DESCRIPTION OF THE TASK: Your output must match the records below character for character.
[DATA FOR REVIEW Boundary: Start]
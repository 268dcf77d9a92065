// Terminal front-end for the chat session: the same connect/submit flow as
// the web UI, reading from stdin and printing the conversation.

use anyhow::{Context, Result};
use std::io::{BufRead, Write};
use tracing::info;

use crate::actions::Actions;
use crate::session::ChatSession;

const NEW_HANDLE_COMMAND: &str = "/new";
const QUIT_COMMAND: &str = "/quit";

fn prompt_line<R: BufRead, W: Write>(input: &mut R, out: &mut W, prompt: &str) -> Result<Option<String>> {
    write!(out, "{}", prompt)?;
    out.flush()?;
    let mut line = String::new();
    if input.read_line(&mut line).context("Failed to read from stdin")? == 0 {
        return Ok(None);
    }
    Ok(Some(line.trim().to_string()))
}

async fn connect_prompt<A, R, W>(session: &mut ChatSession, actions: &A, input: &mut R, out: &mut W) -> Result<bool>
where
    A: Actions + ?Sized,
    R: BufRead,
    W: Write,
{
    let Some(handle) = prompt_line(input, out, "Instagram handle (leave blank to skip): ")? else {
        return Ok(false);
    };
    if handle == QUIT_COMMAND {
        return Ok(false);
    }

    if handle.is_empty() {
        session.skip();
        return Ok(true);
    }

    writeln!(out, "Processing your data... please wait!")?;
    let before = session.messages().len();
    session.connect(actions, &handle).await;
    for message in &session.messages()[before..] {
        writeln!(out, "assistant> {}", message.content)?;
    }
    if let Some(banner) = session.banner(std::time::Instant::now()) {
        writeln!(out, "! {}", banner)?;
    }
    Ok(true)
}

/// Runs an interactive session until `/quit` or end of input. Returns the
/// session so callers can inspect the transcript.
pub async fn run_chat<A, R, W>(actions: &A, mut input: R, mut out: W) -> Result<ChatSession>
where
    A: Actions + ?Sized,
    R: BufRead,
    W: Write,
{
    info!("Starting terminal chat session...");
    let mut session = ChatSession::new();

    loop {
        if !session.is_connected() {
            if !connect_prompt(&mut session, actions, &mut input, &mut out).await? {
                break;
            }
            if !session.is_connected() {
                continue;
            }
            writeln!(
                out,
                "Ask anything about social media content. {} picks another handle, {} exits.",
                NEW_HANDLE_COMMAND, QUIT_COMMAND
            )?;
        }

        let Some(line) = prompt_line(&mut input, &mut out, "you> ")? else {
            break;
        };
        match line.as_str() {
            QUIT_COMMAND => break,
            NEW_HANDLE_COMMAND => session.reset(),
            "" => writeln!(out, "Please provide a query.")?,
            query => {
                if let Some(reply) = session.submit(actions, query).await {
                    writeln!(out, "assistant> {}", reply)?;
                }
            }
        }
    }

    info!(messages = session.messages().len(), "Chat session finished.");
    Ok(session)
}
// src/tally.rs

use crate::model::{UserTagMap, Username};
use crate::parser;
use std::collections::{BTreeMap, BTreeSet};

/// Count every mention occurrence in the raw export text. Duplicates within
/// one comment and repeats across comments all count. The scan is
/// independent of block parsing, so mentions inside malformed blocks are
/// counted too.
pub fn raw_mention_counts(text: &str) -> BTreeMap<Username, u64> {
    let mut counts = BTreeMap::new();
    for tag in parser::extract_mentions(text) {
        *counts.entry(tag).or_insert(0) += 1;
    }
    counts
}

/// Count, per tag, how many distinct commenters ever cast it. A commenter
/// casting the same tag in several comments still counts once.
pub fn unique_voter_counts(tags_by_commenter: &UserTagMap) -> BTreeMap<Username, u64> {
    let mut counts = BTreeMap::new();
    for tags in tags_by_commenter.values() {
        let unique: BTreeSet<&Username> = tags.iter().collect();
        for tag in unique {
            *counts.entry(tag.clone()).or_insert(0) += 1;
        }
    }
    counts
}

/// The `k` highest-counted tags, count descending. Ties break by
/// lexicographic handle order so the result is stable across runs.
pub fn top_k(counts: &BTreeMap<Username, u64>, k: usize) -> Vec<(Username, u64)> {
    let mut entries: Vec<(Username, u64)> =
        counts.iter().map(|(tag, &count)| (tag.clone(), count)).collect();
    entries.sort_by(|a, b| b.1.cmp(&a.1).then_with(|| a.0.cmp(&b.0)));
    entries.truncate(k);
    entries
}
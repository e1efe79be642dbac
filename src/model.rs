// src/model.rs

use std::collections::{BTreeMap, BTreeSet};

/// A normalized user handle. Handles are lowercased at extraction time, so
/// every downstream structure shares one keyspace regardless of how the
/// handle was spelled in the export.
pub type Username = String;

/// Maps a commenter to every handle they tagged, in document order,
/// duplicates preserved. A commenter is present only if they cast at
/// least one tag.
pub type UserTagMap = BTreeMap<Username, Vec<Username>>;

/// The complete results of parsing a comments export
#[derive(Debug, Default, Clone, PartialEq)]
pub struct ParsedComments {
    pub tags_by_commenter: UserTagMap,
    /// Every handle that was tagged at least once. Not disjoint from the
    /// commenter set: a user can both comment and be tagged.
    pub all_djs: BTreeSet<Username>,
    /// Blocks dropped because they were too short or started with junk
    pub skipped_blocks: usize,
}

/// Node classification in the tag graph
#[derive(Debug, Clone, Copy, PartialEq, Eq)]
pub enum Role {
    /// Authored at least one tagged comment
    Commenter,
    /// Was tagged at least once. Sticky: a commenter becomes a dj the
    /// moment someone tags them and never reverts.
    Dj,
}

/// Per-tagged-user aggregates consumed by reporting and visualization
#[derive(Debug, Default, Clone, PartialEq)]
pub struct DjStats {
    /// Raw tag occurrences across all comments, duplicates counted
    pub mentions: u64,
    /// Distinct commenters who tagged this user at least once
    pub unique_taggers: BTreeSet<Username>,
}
[DATA FOR REVIEW Boundary: End]
REPLY:
repository 268dcf77d9a92065
// Terminal front-end for the chat session: the same connect/submit flow as
// the web UI, reading from stdin and printing the conversation.

use anyhow::{Context, Result};
use std::io::{BufRead, Write};
use tracing::info;

use crate::actions::Actions;
use crate::session::ChatSession;

const NEW_HANDLE_COMMAND: &str = "/new";
const QUIT_COMMAND: &str = "/quit";

fn prompt_line<R: BufRead, W: Write>(input: &mut R, out: &mut W, prompt: &str) -> Result<Option<String>> {
    write!(out, "{}", prompt)?;
    out.flush()?;
    let mut line = String::new();
    if input.read_line(&mut line).context("Failed to read from stdin")? == 0 {
        return Ok(None);
    }
    Ok(Some(line.trim().to_string()))
}

async fn connect_prompt<A, R, W>(session: &mut ChatSession, actions: &A, input: &mut R, out: &mut W) -> Result<bool>
where
    A: Actions + ?Sized,
    R: BufRead,
    W: Write,
{
    let Some(handle) = prompt_line(input, out, "Instagram handle (leave blank to skip): ")? else {
        return Ok(false);
    };
    if handle == QUIT_COMMAND {
        return Ok(false);
    }

    if handle.is_empty() {
        session.skip();
        return Ok(true);
    }

    writeln!(out, "Processing your data... please wait!")?;
    let before = session.messages().len();
    session.connect(actions, &handle).await;
    for message in &session.messages()[before..] {
        writeln!(out, "assistant> {}", message.content)?;
    }
    if let Some(banner) = session.banner(std::time::Instant::now()) {
        writeln!(out, "! {}", banner)?;
    }
    Ok(true)
}

/// Runs an interactive session until `/quit` or end of input. Returns the
/// session so callers can inspect the transcript.
pub async fn run_chat<A, R, W>(actions: &A, mut input: R, mut out: W) -> Result<ChatSession>
where
    A: Actions + ?Sized,
    R: BufRead,
    W: Write,
{
    info!("Starting terminal chat session...");
    let mut session = ChatSession::new();

    loop {
        if !session.is_connected() {
            if !connect_prompt(&mut session, actions, &mut input, &mut out).await? {
                break;
            }
            if !session.is_connected() {
                continue;
            }
            writeln!(
                out,
                "Ask anything about social media content. {} picks another handle, {} exits.",
                NEW_HANDLE_COMMAND, QUIT_COMMAND
            )?;
        }

        let Some(line) = prompt_line(&mut input, &mut out, "you> ")? else {
            break;
        };
        match line.as_str() {
            QUIT_COMMAND => break,
            NEW_HANDLE_COMMAND => session.reset(),
            "" => writeln!(out, "Please provide a query.")?,
            query => {
                if let Some(reply) = session.submit(actions, query).await {
                    writeln!(out, "assistant> {}", reply)?;
                }
            }
        }
    }

    info!(messages = session.messages().len(), "Chat session finished.");
    Ok(session)
}
// src/tally.rs

use crate::model::{UserTagMap, Username};
use crate::parser;
use std::collections::{BTreeMap, BTreeSet};

/// Count every mention occurrence in the raw export text. Duplicates within
/// one comment and repeats across comments all count. The scan is
/// independent of block parsing, so mentions inside malformed blocks are
/// counted too.
pub fn raw_mention_counts(text: &str) -> BTreeMap<Username, u64> {
    let mut counts = BTreeMap::new();
    for tag in parser::extract_mentions(text) {
        *counts.entry(tag).or_insert(0) += 1;
    }
    counts
}

/// Count, per tag, how many distinct commenters ever cast it. A commenter
/// casting the same tag in several comments still counts once.
pub fn unique_voter_counts(tags_by_commenter: &UserTagMap) -> BTreeMap<Username, u64> {
    let mut counts = BTreeMap::new();
    for tags in tags_by_commenter.values() {
        let unique: BTreeSet<&Username> = tags.iter().collect();
        for tag in unique {
            *counts.entry(tag.clone()).or_insert(0) += 1;
        }
    }
    counts
}

/// The `k` highest-counted tags, count descending. Ties break by
/// lexicographic handle order so the result is stable across runs.
pub fn top_k(counts: &BTreeMap<Username, u64>, k: usize) -> Vec<(Username, u64)> {
    let mut entries: Vec<(Username, u64)> =
        counts.iter().map(|(tag, &count)| (tag.clone(), count)).collect();
    entries.sort_by(|a, b| b.1.cmp(&a.1).then_with(|| a.0.cmp(&b.0)));
    entries.truncate(k);
    entries
}
repository e1efe79be642dbac
filename src/model.rs
// src/model.rs

use std::collections::{BTreeMap, BTreeSet};

/// A normalized user handle. Handles are lowercased at extraction time, so
/// every downstream structure shares one keyspace regardless of how the
/// handle was spelled in the export.
pub type Username = String;

/// Maps a commenter to every handle they tagged, in document order,
/// duplicates preserved. A commenter is present only if they cast at
/// least one tag.
pub type UserTagMap = BTreeMap<Username, Vec<Username>>;

/// The complete results of parsing a comments export
#[derive(Debug, Default, Clone, PartialEq)]
pub struct ParsedComments {
    pub tags_by_commenter: UserTagMap,
    /// Every handle that was tagged at least once. Not disjoint from the
    /// commenter set: a user can both comment and be tagged.
    pub all_djs: BTreeSet<Username>,
    /// Blocks dropped because they were too short or started with junk
    pub skipped_blocks: usize,
}

/// Node classification in the tag graph
#[derive(Debug, Clone, Copy, PartialEq, Eq)]
pub enum Role {
    /// Authored at least one tagged comment
    Commenter,
    /// Was tagged at least once. Sticky: a commenter becomes a dj the
    /// moment someone tags them and never reverts.
    Dj,
}

/// Per-tagged-user aggregates consumed by reporting and visualization
#[derive(Debug, Default, Clone, PartialEq)]
pub struct DjStats {
    /// Raw tag occurrences across all comments, duplicates counted
    pub mentions: u64,
    /// Distinct commenters who tagged this user at least once
    pub unique_taggers: BTreeSet<Username>,
}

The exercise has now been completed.